Chicago Cubs President of Baseball Operations Theo Epstein, from whom we haven’t heard in quite a while (he’s been all over the country doing some scouting, and checking out Cubs’ minor league teams), recently spoke to reporters on a range of topics.

  • On the Cubs’ success over the last couple weeks: “There have been some really good things happening. But it’s baseball. You don’t get too high when things or going well or too low if they’re not. The effort has been there all year. We’ve been playing hard and trying to play the game the right way. It’s hard to see sometimes when you’re losing close games and breaks are going against you like they were early. But everyone can appreciate it when the results come with it, as they have been lately. It’s been really nice to see.”
  • On Carlos Marmol’s “good” outing earlier this week: “[Marmol] put it well. The way to work through it in this environment is to take the ‘feedback’ that he gets sometimes and turn it into a positive. Last night he said that the booing kind of motivated him, because he knew he had to get it right and that’s a mature approach. Ballplayers are mainly [driven internally], but you can’t help but notice when things like that are going on. So you might as well turn it into a positive …. Everyone has to recognize he wants to succeed as much as anyone else. No one wants to go out there and fail, especially in a role where you let your teammates down. But he’s paid a lot of money to do a job and he’s got a lot of support around him. So it’s up to him to put the work in to go out and fix himself. But I haven’t seen any signs of him backing down. So as long as he gives the effort and faces his challenges head-on, we’re going to support him and help him get where he needs to be.” Epstein knows he’s gotta keep talking Marmol up. No reason not to.
  • On the early season struggles of Ian Stewart and Geovany Soto: “I think Stewart and Soto both have been hitting into tough luck all year, and it’s starting to turn for both of them. They’ve really been having quality at-bats for weeks, and now balls are starting to fall for them or being driven out of the ballpark, which is a way to take care of your own luck sometimes.” As with Marmol, Epstein gains nothing by criticizing players, so it’s hard to take him at face value on these guys. That said, I actually do believe what Epstein’s saying here.
  • On Bryan LaHair’s LaDiculous start to the year: “The results are probably not going to always be this ‘Ruthian,’ so to speak. But I think the quality of at-bats will remain consistent, and it’s not a fluke. He’s doing things the right way. He’s recognizing pitches out of the pitcher’s hand really early. He’s letting the ball travel and get deep, and he’s really short and compact to the ball. … He’s going to go through slumps, but it’s really encouraging, not just what he’s doing, but how he’s accomplishing it. It’s nice to see. I’m really happy for him and for us.”
  • On how Dale Sveum has handled his duties so far: “That was a really rough first couple of weeks, and Dale handled everything with a real calmness and confidence that is genuine, and I think players pick up on that.”
  • On the Cubs’ Draft preparations: “It’s probably the most important thing that we’re doing now, to be honest, and it takes up a vast majority of our time. Draft day is the most important day of the year for every organization. It’s a yearlong process, and right now, we’re in the sweet spot, finishing up evaluations and going back and getting final looks, and we’ll get together and process all the information.”
  • More on the Draft, in light of the CBA changes: “Every team is setting aside some time to think through how the draft may play differently now. It affects how we approach signability and how we allocate our resources into who we will scout and how often. But it is the same for all 30 clubs. It is a level playing field. We will go and do our best.”

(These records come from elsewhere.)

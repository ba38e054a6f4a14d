use std::{fmt, sync::Arc};

use crate::{Access, Matcher, MemberId, Substitute, Value};

/// One member access within a [`Call`]: a name, how it is reached, and one
/// matcher per argument.
#[derive(Debug, Clone)]
pub struct Segment {
    pub(crate) name: Arc<str>,
    pub(crate) access: Access,
    pub(crate) matchers: Vec<Matcher>,
}

impl Segment {
    fn new(name: &str, access: Access) -> Self {
        Self {
            name: Arc::from(name),
            access,
            matchers: Vec::new(),
        }
    }

    pub fn name(&self) -> &str {
        &self.name
    }

    pub fn access(&self) -> Access {
        self.access
    }

    pub fn matchers(&self) -> &[Matcher] {
        &self.matchers
    }

    /// Render against a resolved member, e.g. `Calculator.Add(1, any)`.
    pub(crate) fn render(member: &MemberId, matchers: &[Matcher]) -> String {
        format!("{member}{}", Accessor(member.access(), matchers))
    }
}

impl fmt::Display for Segment {
    fn fmt(&self, f: &mut fmt::Formatter<'_>) -> fmt::Result {
        write!(f, "{}{}", self.name, Accessor(self.access, &self.matchers))
    }
}

/// Renders the accessor part of a call: `(a, b)`, nothing, or ` = v`.
pub(crate) struct Accessor<'a, T>(pub(crate) Access, pub(crate) &'a [T]);

impl<T: fmt::Display> fmt::Display for Accessor<'_, T> {
    fn fmt(&self, f: &mut fmt::Formatter<'_>) -> fmt::Result {
        match self.0 {
            Access::Call => {
                write!(f, "(")?;
                for (i, m) in self.1.iter().enumerate() {
                    if i > 0 {
                        write!(f, ", ")?;
                    }
                    write!(f, "{m}")?;
                }
                write!(f, ")")
            }
            Access::Get => Ok(()),
            Access::Set => match self.1 {
                [value] => write!(f, " = {value}"),
                _ => write!(f, " = ?"),
            },
        }
    }
}

/// Description of a call, used both to register setups and to verify.
///
/// `Call` is the explicit replacement for writing the call itself: the member
/// name, how it is accessed and one argument pattern per parameter.
/// Literal arguments go through [`arg`](Self::arg); wildcards and predicates
/// through [`with`](Self::with).
///
/// Chained access (`mock.Repository.Find(1)`) is written with the `then_*`
/// methods. Every segment but the last is a hop that [`Mock::setup`] resolves
/// to an auto-created child mock.
///
/// # Example
///
/// ```rust
/// use decoy::{Call, Matcher};
///
/// let add = Call::method("Add").arg(1).with(Matcher::any());
/// assert_eq!(add.to_string(), "Add(1, any)");
///
/// let total = Call::set("Total").arg(10);
/// assert_eq!(total.to_string(), "Total = 10");
///
/// let find = Call::get("Repository").then_method("Find").arg(7);
/// assert_eq!(find.to_string(), "Repository.Find(7)");
/// ```
///
/// [`Mock::setup`]: crate::Mock::setup
#[derive(Debug, Clone)]
pub struct Call {
    pub(crate) root: Option<Substitute>,
    pub(crate) hops: Vec<Segment>,
    pub(crate) target: Segment,
}

impl Call {
    fn start(name: &str, access: Access) -> Self {
        Self {
            root: None,
            hops: Vec::new(),
            target: Segment::new(name, access),
        }
    }

    /// A method invocation.
    pub fn method(name: &str) -> Self {
        Self::start(name, Access::Call)
    }

    /// A property read.
    pub fn get(name: &str) -> Self {
        Self::start(name, Access::Get)
    }

    /// A property write. Give the assigned value with [`arg`](Self::arg) or
    /// [`with`](Self::with).
    pub fn set(name: &str) -> Self {
        Self::start(name, Access::Set)
    }

    fn then(mut self, name: &str, access: Access) -> Self {
        let previous = std::mem::replace(&mut self.target, Segment::new(name, access));
        self.hops.push(previous);
        self
    }

    /// Continue the chain with a method on the result of the current segment.
    pub fn then_method(self, name: &str) -> Self {
        self.then(name, Access::Call)
    }

    /// Continue the chain with a property read on the result of the current segment.
    pub fn then_get(self, name: &str) -> Self {
        self.then(name, Access::Get)
    }

    /// Continue the chain with a property write on the result of the current segment.
    pub fn then_set(self, name: &str) -> Self {
        self.then(name, Access::Set)
    }

    /// Append a literal argument to the current segment.
    pub fn arg(self, value: impl Into<Value>) -> Self {
        self.with(Matcher::Literal(value.into()))
    }

    /// Append literal arguments to the current segment.
    pub fn args<I, V>(mut self, values: I) -> Self
    where
        I: IntoIterator<Item = V>,
        V: Into<Value>,
    {
        self.target
            .matchers
            .extend(values.into_iter().map(|v| Matcher::Literal(v.into())));
        self
    }

    /// Append an argument matcher to the current segment.
    pub fn with(mut self, matcher: Matcher) -> Self {
        self.target.matchers.push(matcher);
        self
    }

    /// Root the call at an existing substitute instead of the mock it is
    /// applied to. The substitute's own mock receives the setup.
    pub fn on(mut self, instance: &Substitute) -> Self {
        self.root = Some(instance.clone());
        self
    }

    /// The final segment, the one a setup configures.
    pub fn target(&self) -> &Segment {
        &self.target
    }

    /// Intermediate segments, outermost first.
    pub fn hops(&self) -> &[Segment] {
        &self.hops
    }
}

impl fmt::Display for Call {
    fn fmt(&self, f: &mut fmt::Formatter<'_>) -> fmt::Result {
        for hop in &self.hops {
            write!(f, "{hop}.")?;
        }
        write!(f, "{}", self.target)
    }
}

#[cfg(test)]
mod tests {
    use super::*;

    #[test]
    fn args_attach_to_the_latest_segment() {
        let call = Call::method("Open").arg("db").then_method("Query").arg(1).arg(2);
        assert_eq!(call.hops().len(), 1);
        assert_eq!(call.hops()[0].matchers().len(), 1);
        assert_eq!(call.target().matchers().len(), 2);
        assert_eq!(call.to_string(), "Open(\"db\").Query(1, 2)");
    }

    #[test]
    fn args_accepts_iterators() {
        let call = Call::method("Sum").args([1, 2, 3]);
        assert_eq!(call.to_string(), "Sum(1, 2, 3)");
    }

    #[test]
    fn render_uses_member_identity() {
        let member = MemberId::new("Calculator", "Add", Access::Call);
        let rendered = Segment::render(&member, &[Matcher::eq(1), Matcher::eq(2)]);
        assert_eq!(rendered, "Calculator.Add(1, 2)");

        let member = MemberId::new("Calculator", "Total", Access::Get);
        assert_eq!(Segment::render(&member, &[]), "Calculator.Total");
    }
}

Brett Taylor is the editor and lead writer at Bleacher Nation, and can also be found as Bleacher Nation on Twitter and on Facebook.

66 responses to “Theo Epstein Speaks: Draft Preparations, Carlos Marmol, Bryan LaHair, Cubs Performance”

  1. JOHN


  2. RY34

    yeah no doubt you bounce campana from the lineup, he can pinch run or go back to iowa, no way you let him play over jackson!

    1. ETS

      I doubt Jackson gets the call up anytime really soon. One article I read argued it may not be until 2013.

  3. Njriv

    Remember when the Cubs picked up Josh Hamilton from the Rule 5? I remember going on and reading how he was traded to the Reds thinking he was just some scrub. I bet the Cubs were kicking themselves when he first broke-out as a superstar player.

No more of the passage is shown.